From: Tom Lane
I must take issue with Mr. Abdul Hakim-Shabazz’s column on minimum wage increases in the April 24 Republic. He tries to make the point against a rise in the minimum that recently passed in New Jersey.
His contention was one of three things would happen:
- Raise prices to customers
- Lay off people or reduce hours
- Take less profit
He makes his case that the second option is the only viable one and it will hurt employment. Very misleading thinking on his part.
The first issue of raising prices to compensate for higher wages makes it sound like only one business has this new wage placed on them. Everyone gets the new minimum, so maybe, and I mean maybe, prices will go up, but so will the prices for all the competitors, so the customer may have to pay more if they continue to desire the product or service.
The third issue is the only one I would agree with, and that is the owner will not likely take a cut in profit. Some do not make a huge profit, so there may not be much to give.
The second issue is the one with the great misrepresentation. Smart business people hire just enough people to cover the demand from customers. To cut hours or lay off means that their customer’s product or service will suffer. If they have too many people, then that should be addressed regardless of wage level. Businesses lay off when demand goes down and hire when it goes up. It is a different issue.
The biggest missing approach, which should always be the first one, is to involve employees in making productivity improvements. This lets you produce more with less time and effort. And, in contradiction to Mr. Hakim-Shabazz’s idea that “flipping burgers and mopping floors” is a low-skill job, the ability to make improvements is something everyone can learn to do. And that added skill should be rewarded to take the employees above the minimum wage, since it makes the whole business more competitive.
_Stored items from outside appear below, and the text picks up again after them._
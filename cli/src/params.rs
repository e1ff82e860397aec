use std::path::PathBuf;

use clap::{Arg, ArgMatches, Command, crate_version};
use tract_classifier::prelude::*;

/// Command line definition.
pub fn app() -> Command<'static> {
    Command::new("classify")
        .version(crate_version!())
        .about("Classifies one image with a pre-trained network and prints the top predictions")
        .arg(Arg::new("image").required(true).help("Image file to classify"))
        .arg(
            Arg::new("labels")
                .short('l')
                .long("labels")
                .takes_value(true)
                .default_value("labels.txt")
                .help("Label file, one class name per line, in model output order"),
        )
        .arg(
            Arg::new("model")
                .short('m')
                .long("model")
                .takes_value(true)
                .default_value("model.onnx")
                .help("Model artifact (ONNX file, NNEF directory or archive)"),
        )
        .arg(
            Arg::new("format")
                .short('f')
                .long("format")
                .takes_value(true)
                .possible_values(["onnx", "nnef"])
                .help("Hint the model format instead of guessing it from the path"),
        )
        .arg(
            Arg::new("top")
                .short('k')
                .long("top")
                .takes_value(true)
                .default_value("5")
                .help("Number of predictions to print"),
        )
        .arg(
            Arg::new("machine_friendly")
                .long("machine-friendly")
                .help("Print the predictions as JSON"),
        )
        .arg(
            Arg::new("verbosity")
                .short('v')
                .multiple_occurrences(true)
                .help("Sets the level of verbosity."),
        )
}

/// Structure holding the parsed parameters.
#[derive(Debug, Clone, PartialEq)]
pub struct Parameters {
    pub image: PathBuf,
    pub labels: PathBuf,
    pub model: PathBuf,
    pub format: Option<ModelFormat>,
    pub top_k: usize,
    pub machine_friendly: bool,
}

impl Parameters {
    pub fn from_clap(matches: &ArgMatches) -> ClassifyResult<Parameters> {
        let path = |name: &str| -> ClassifyResult<PathBuf> {
            matches
                .value_of(name)
                .map(PathBuf::from)
                .ok_or_else(|| ClassifyError::Usage(format!("Missing argument: {name}")))
        };
        let format = matches.value_of("format").map(|f| f.parse()).transpose()?;
        let top = matches.value_of("top").unwrap_or("5");
        let top_k = top.parse::<usize>().map_err(|e| {
            ClassifyError::Usage(format!("Invalid value {top:?} for --top: {e}"))
        })?;
        if top_k == 0 {
            return Err(ClassifyError::Usage("--top must be at least 1".into()));
        }
        Ok(Parameters {
            image: path("image")?,
            labels: path("labels")?,
            model: path("model")?,
            format,
            top_k,
            machine_friendly: matches.is_present("machine_friendly"),
        })
    }

    /// Log filter for the verbosity count, unless RUST_LOG says otherwise.
    pub fn log_level(matches: &ArgMatches) -> &'static str {
        match matches.occurrences_of("verbosity") {
            0 => "classify=warn,tract_classifier=warn",
            1 => "classify=info,tract_classifier=info",
            2 => "classify=debug,tract_classifier=debug",
            _ => "classify=trace,tract_classifier=trace,tract=debug",
        }
    }
}
#[macro_use]
extern crate log;

use std::process;

use tract_classifier::prelude::*;
use tract_classifier::report;

mod params;

use crate::params::Parameters;

/// Entrypoint for the command-line interface.
fn main() {
    let matches = match params::app().try_get_matches() {
        Ok(matches) => matches,
        Err(e) => {
            // --help and --version land here too, on stdout
            let code = if e.use_stderr() { 1 } else { 0 };
            let _ = e.print();
            process::exit(code)
        }
    };

    let env = env_logger::Env::default()
        .filter_or(env_logger::DEFAULT_FILTER_ENV, Parameters::log_level(&matches));
    env_logger::Builder::from_env(env).format_timestamp_nanos().init();

    if let Err(e) = handle(&matches) {
        error!("{}", e);
        process::exit(1)
    }
}

/// Handles the command-line input.
fn handle(matches: &clap::ArgMatches) -> anyhow::Result<()> {
    let params = Parameters::from_clap(matches)?;
    debug!("{:?}", params);

    let labels = LabelTable::load(&params.labels)?;
    labels.check_top_k(params.top_k)?;
    let model = TractModel::load(&params.model, params.format)?;
    let classifier = Classifier::new(labels, model).with_top_k(params.top_k)?;

    let predictions = classifier.classify(&params.image)?;

    let stdout = std::io::stdout();
    if params.machine_friendly {
        report::write_json(stdout.lock(), &predictions)?;
    } else {
        report::write_human(stdout.lock(), &predictions)?;
    }
    Ok(())
}
//! Every other provider, through `edgequake-llm`.
//!
//! The provider is built with [`ProviderFactory::create_llm_provider`], which
//! reads the provider's own API key variable (`OPENAI_API_KEY`,
//! `ANTHROPIC_API_KEY`, …). The name `auto` picks the first provider found
//! by [`ProviderFactory::from_env`].

use super::{non_empty, CompletionRequest, LlmBackend};
use crate::config::LlmConfig;
use crate::error::ProviderError;
use async_trait::async_trait;
use edgequake_llm::{ChatMessage, CompletionOptions, LLMProvider, ProviderFactory};
use std::sync::Arc;
use std::time::Duration;
use tracing::debug;

/// Model used when none is configured.
pub const DEFAULT_MODEL: &str = "gpt-4.1-nano";

pub struct EdgequakeBackend {
    provider: Arc<dyn LLMProvider>,
    name: String,
    model: String,
    timeout: Duration,
}

impl EdgequakeBackend {
    /// Wrap a pre-built provider.
    pub fn new(
        provider: Arc<dyn LLMProvider>,
        name: impl Into<String>,
        model: impl Into<String>,
        timeout: Duration,
    ) -> Self {
        Self {
            provider,
            name: name.into(),
            model: model.into(),
            timeout,
        }
    }

    pub fn from_config(config: &LlmConfig) -> Result<Self, ProviderError> {
        let model = config.model.clone().unwrap_or_else(|| DEFAULT_MODEL.to_string());

        let provider = if config.provider == "auto" {
            let (llm, _embedding) = ProviderFactory::from_env().map_err(|e| ProviderError::NotConfigured {
                provider: "auto".to_string(),
                hint: format!(
                    "No LLM provider could be auto-detected from environment.\n\
                    Set OPENAI_API_KEY, ANTHROPIC_API_KEY, or pick --provider.\n\
                    Error: {e}"
                ),
            })?;
            llm
        } else {
            ProviderFactory::create_llm_provider(&config.provider, &model).map_err(|e| {
                ProviderError::NotConfigured {
                    provider: config.provider.clone(),
                    hint: format!("{e}"),
                }
            })?
        };

        Ok(Self::new(provider, config.provider.clone(), model, config.timeout()))
    }
}

#[async_trait]
impl LlmBackend for EdgequakeBackend {
    fn name(&self) -> &str {
        &self.name
    }

    fn model(&self) -> &str {
        &self.model
    }

    async fn complete(&self, request: &CompletionRequest) -> Result<String, ProviderError> {
        let mut messages = Vec::with_capacity(2);
        if let Some(system) = request.system.as_deref() {
            messages.push(ChatMessage::system(system));
        }
        messages.push(ChatMessage::user_with_images(request.prompt.as_str(), Vec::new()));

        let options = CompletionOptions {
            temperature: Some(request.temperature),
            max_tokens: Some(request.max_tokens),
            ..Default::default()
        };

        let response = tokio::time::timeout(self.timeout, self.provider.chat(&messages, Some(&options)))
            .await
            .map_err(|_| ProviderError::Timeout {
                provider: self.name.clone(),
                secs: self.timeout.as_secs(),
            })?
            .map_err(|e| ProviderError::Upstream {
                provider: self.name.clone(),
                message: format!("{e}"),
            })?;

        debug!(
            "{}: {} input tokens, {} output tokens",
            self.name, response.prompt_tokens, response.completion_tokens
        );
        non_empty(&self.name, Some(response.content))
    }
}
//! The generic cascade: try each candidate in order, accept the first
//! artifact that meets its policy.
//!
//! ## Scratch layout
//!
//! ```text
//! <tmp>/comp-XXXXXX/          one TempDir per call, prefixed per operation
//!  ├─ input.pdf               (input-1.pdf, … for merge; input.docx for Word)
//!  ├─ attempt-1/output.pdf    removed as soon as the attempt is rejected
//!  └─ attempt-2/output.pdf
//! ```
//!
//! The whole directory is removed when the `TempDir` drops, on success and
//! on every error path.

use super::candidates::{render_args, Acceptance, EngineCandidate, OutputTarget, TemplateValues};
use super::{Operation, ORIGINAL_ENGINE};
use crate::config::{Engine, EngineConfig};
use crate::error::{AttemptError, PdfToolsError};
use crate::output::{ConversionOutcome, ProcessedDocument};
use async_trait::async_trait;
use std::collections::HashMap;
use std::path::{Path, PathBuf};
use std::time::Duration;
use tracing::{debug, info, warn};

/// One concrete engine call.
#[derive(Debug)]
pub struct Invocation<'a> {
    pub candidate: &'a EngineCandidate,
    pub program: &'a Path,
    pub args: Vec<String>,
    /// Working directory; also `{outdir}`.
    pub attempt_dir: &'a Path,
    /// Where the artifact is expected, for file outputs.
    pub output_path: Option<PathBuf>,
    pub timeout: Duration,
}

/// The seam between the cascade and the outside world.
///
/// Production uses [`super::SystemInvoker`]; tests substitute fakes.
#[async_trait]
pub trait Invoker: Send + Sync {
    /// Resolve an engine to a runnable program, or `None` when absent.
    async fn locate(&self, engine: Engine) -> Option<PathBuf>;

    /// Run one invocation and return its stdout.
    async fn invoke(&self, call: &Invocation<'_>) -> Result<Vec<u8>, AttemptError>;
}

/// Operation parameters substituted into templates.
#[derive(Debug, Clone, Default)]
pub struct Params {
    pub pages: Option<String>,
    pub password: Option<String>,
}

/// Percent size reduction, one decimal place, never negative.
pub fn reduction_percent(original: u64, output: u64) -> f64 {
    if original == 0 {
        return 0.0;
    }
    let raw = (original as f64 - output as f64) / original as f64 * 100.0;
    ((raw * 10.0).round() / 10.0).max(0.0)
}

fn raw_reduction(original: u64, output: u64) -> f64 {
    if original == 0 {
        return 0.0;
    }
    (original as f64 - output as f64) / original as f64 * 100.0
}

/// Run `candidates` for `operation` over `inputs`.
///
/// Returns the first accepted artifact. When every candidate fails:
/// - compress returns the input unchanged (engine `original`, 0%) if at
///   least one artifact was produced and rejected by its policy;
/// - otherwise [`PdfToolsError::EngineUnavailable`] if no engine was
///   installed, else [`PdfToolsError::ProcessingFailure`].
pub async fn run_cascade(
    invoker: &dyn Invoker,
    operation: Operation,
    candidates: &[EngineCandidate],
    inputs: &[&[u8]],
    params: &Params,
    config: &EngineConfig,
) -> Result<ProcessedDocument, PdfToolsError> {
    let original_size: u64 = inputs.iter().map(|i| i.len() as u64).sum();
    info!(
        "{}: {} input(s), {} bytes, {} candidate(s)",
        operation,
        inputs.len(),
        original_size,
        candidates.len()
    );

    // ── Scratch directory ────────────────────────────────────────────────
    let mut builder = tempfile::Builder::new();
    builder.prefix(operation.temp_prefix());
    let work = match &config.work_dir {
        Some(dir) => builder.tempdir_in(dir)?,
        None => builder.tempdir()?,
    };

    let input_paths = write_inputs(work.path(), inputs, operation).await?;
    let values = TemplateValues {
        inputs: input_paths.iter().map(|p| p.display().to_string()).collect(),
        output: String::new(),
        outdir: String::new(),
        pages: params.pages.clone(),
        password: params.password.clone(),
    };

    // ── Cascade ──────────────────────────────────────────────────────────
    let mut located: HashMap<Engine, Option<PathBuf>> = HashMap::new();
    let mut attempts: Vec<ConversionOutcome> = Vec::with_capacity(candidates.len());

    for (i, candidate) in candidates.iter().enumerate() {
        if !located.contains_key(&candidate.engine) {
            let found = invoker.locate(candidate.engine).await;
            located.insert(candidate.engine, found);
        }
        let Some(program) = located.get(&candidate.engine).cloned().flatten() else {
            debug!("{}: {} not installed", operation, candidate.name);
            attempts.push(ConversionOutcome::failed(&candidate.name, 0, 0.0, AttemptError::NotFound));
            continue;
        };

        let attempt_dir = work.path().join(format!("attempt-{}", i + 1));
        tokio::fs::create_dir_all(&attempt_dir).await?;

        match attempt(invoker, candidate, &program, &attempt_dir, &values, original_size, config).await {
            Ok((bytes, outcome)) => {
                info!(
                    "{}: accepted {} ({} → {} bytes, {:.1}%)",
                    operation,
                    candidate.name,
                    original_size,
                    outcome.output_size,
                    outcome.reduction_percent
                );
                let output_size = outcome.output_size;
                let reduction = outcome.reduction_percent;
                attempts.push(outcome);
                return Ok(ProcessedDocument {
                    bytes,
                    engine: candidate.name.clone(),
                    original_size,
                    output_size,
                    reduction_percent: reduction,
                    attempts,
                });
            }
            Err(outcome) => {
                if let Some(err) = &outcome.error {
                    warn!("{}: {} rejected: {}", operation, candidate.name, err);
                }
                attempts.push(outcome);
                // Removal failures are harmless; the TempDir sweeps the rest.
                let _ = tokio::fs::remove_dir_all(&attempt_dir).await;
            }
        }
    }

    // ── Nothing accepted ─────────────────────────────────────────────────
    let any_rejected = attempts
        .iter()
        .any(|a| a.error.as_ref().is_some_and(AttemptError::is_rejection));

    if operation.allows_degraded() && any_rejected {
        warn!("{}: no candidate met its threshold, returning the original", operation);
        let bytes = inputs.concat();
        return Ok(ProcessedDocument {
            bytes,
            engine: ORIGINAL_ENGINE.to_string(),
            original_size,
            output_size: original_size,
            reduction_percent: 0.0,
            attempts,
        });
    }

    let none_installed = attempts
        .iter()
        .all(|a| matches!(a.error, Some(AttemptError::NotFound)));
    if none_installed {
        let mut tried: Vec<String> = Vec::new();
        for c in candidates {
            let label = c.engine.label().to_string();
            if !tried.contains(&label) {
                tried.push(label);
            }
        }
        return Err(PdfToolsError::EngineUnavailable {
            operation: operation.to_string(),
            tried,
        });
    }

    let detail = attempts
        .iter()
        .filter_map(|a| a.error.as_ref().map(|e| format!("{}: {}", a.engine, e)))
        .collect::<Vec<_>>()
        .join("; ");
    Err(PdfToolsError::ProcessingFailure {
        operation: operation.to_string(),
        detail,
    })
}

/// Run one candidate. `Err` carries the failed outcome.
async fn attempt(
    invoker: &dyn Invoker,
    candidate: &EngineCandidate,
    program: &Path,
    attempt_dir: &Path,
    values: &TemplateValues,
    original_size: u64,
    config: &EngineConfig,
) -> Result<(Vec<u8>, ConversionOutcome), ConversionOutcome> {
    let fail = |size: u64, error: AttemptError| {
        ConversionOutcome::failed(&candidate.name, size, reduction_percent(original_size, size), error)
    };

    let output_path = match &candidate.output {
        OutputTarget::File(name) => Some(attempt_dir.join(name)),
        OutputTarget::Stdout => None,
    };
    let mut values = values.clone();
    values.output = output_path
        .as_ref()
        .map(|p| p.display().to_string())
        .unwrap_or_default();
    values.outdir = attempt_dir.display().to_string();

    let call = Invocation {
        candidate,
        program,
        args: render_args(&candidate.args, &values),
        attempt_dir,
        output_path: output_path.clone(),
        timeout: config.timeout_override.unwrap_or(candidate.timeout),
    };

    let mut stdout = invoker.invoke(&call).await.map_err(|e| fail(0, e))?;
    for step in &candidate.then {
        let next = Invocation {
            args: render_args(step, &values),
            output_path: output_path.clone(),
            ..call
        };
        stdout = invoker.invoke(&next).await.map_err(|e| fail(0, e))?;
    }

    // ── Collect the artifact ─────────────────────────────────────────────
    let bytes = match output_path {
        Some(path) => match tokio::fs::read(&path).await {
            Ok(bytes) => bytes,
            Err(e) if e.kind() == std::io::ErrorKind::NotFound => {
                return Err(fail(0, AttemptError::MissingOutput))
            }
            Err(e) => return Err(fail(0, AttemptError::Io(e.to_string()))),
        },
        None => stdout,
    };
    let size = bytes.len() as u64;
    if candidate.acceptance != Acceptance::AnyOutput && bytes.iter().all(u8::is_ascii_whitespace) {
        return Err(fail(size, AttemptError::EmptyOutput));
    }

    // ── Acceptance ───────────────────────────────────────────────────────
    let raw = raw_reduction(original_size, size);
    match candidate.acceptance {
        Acceptance::FirstArtifact => {}
        Acceptance::MinReduction(required) if raw < required => {
            return Err(fail(
                size,
                AttemptError::BelowThreshold {
                    reduction: raw.max(0.0),
                    required,
                },
            ));
        }
        Acceptance::MinReduction(_) => {}
        Acceptance::NotLarger if size > original_size => {
            return Err(fail(
                size,
                AttemptError::Grew {
                    original: original_size,
                    output: size,
                },
            ));
        }
        Acceptance::NotLarger => {}
        Acceptance::AnyOutput => {}
    }

    let outcome = ConversionOutcome::accepted(&candidate.name, size, reduction_percent(original_size, size));
    Ok((bytes, outcome))
}

async fn write_inputs(dir: &Path, inputs: &[&[u8]], operation: Operation) -> Result<Vec<PathBuf>, PdfToolsError> {
    let mut paths = Vec::with_capacity(inputs.len());
    for (i, bytes) in inputs.iter().enumerate() {
        let ext = operation.input_extension(bytes);
        let name = if inputs.len() == 1 {
            format!("input.{ext}")
        } else {
            format!("input-{}.{ext}", i + 1)
        };
        let path = dir.join(name);
        tokio::fs::write(&path, bytes).await?;
        paths.push(path);
    }
    Ok(paths)
}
One final note on basic accounting. Recently a politician claimed that raising the minimum wage would lead to $20 hamburgers. (They love the hamburger analogy.) Wages are only one part of the total cost input for a product or service. A couple dollar an hour wage increase does not equate to a couple dollar increase in cost to the customer. In some businesses, labor cost is a very minor part of overall cost.
Finally, the minimum is the baseline so the supply and demand for labor does not drive wages to zero in bad times. No one wants to, or can live on, the minimum, but it is a good base and needs to be raised. Mr. Hakim-Shabazz should stick to law and stay out of business.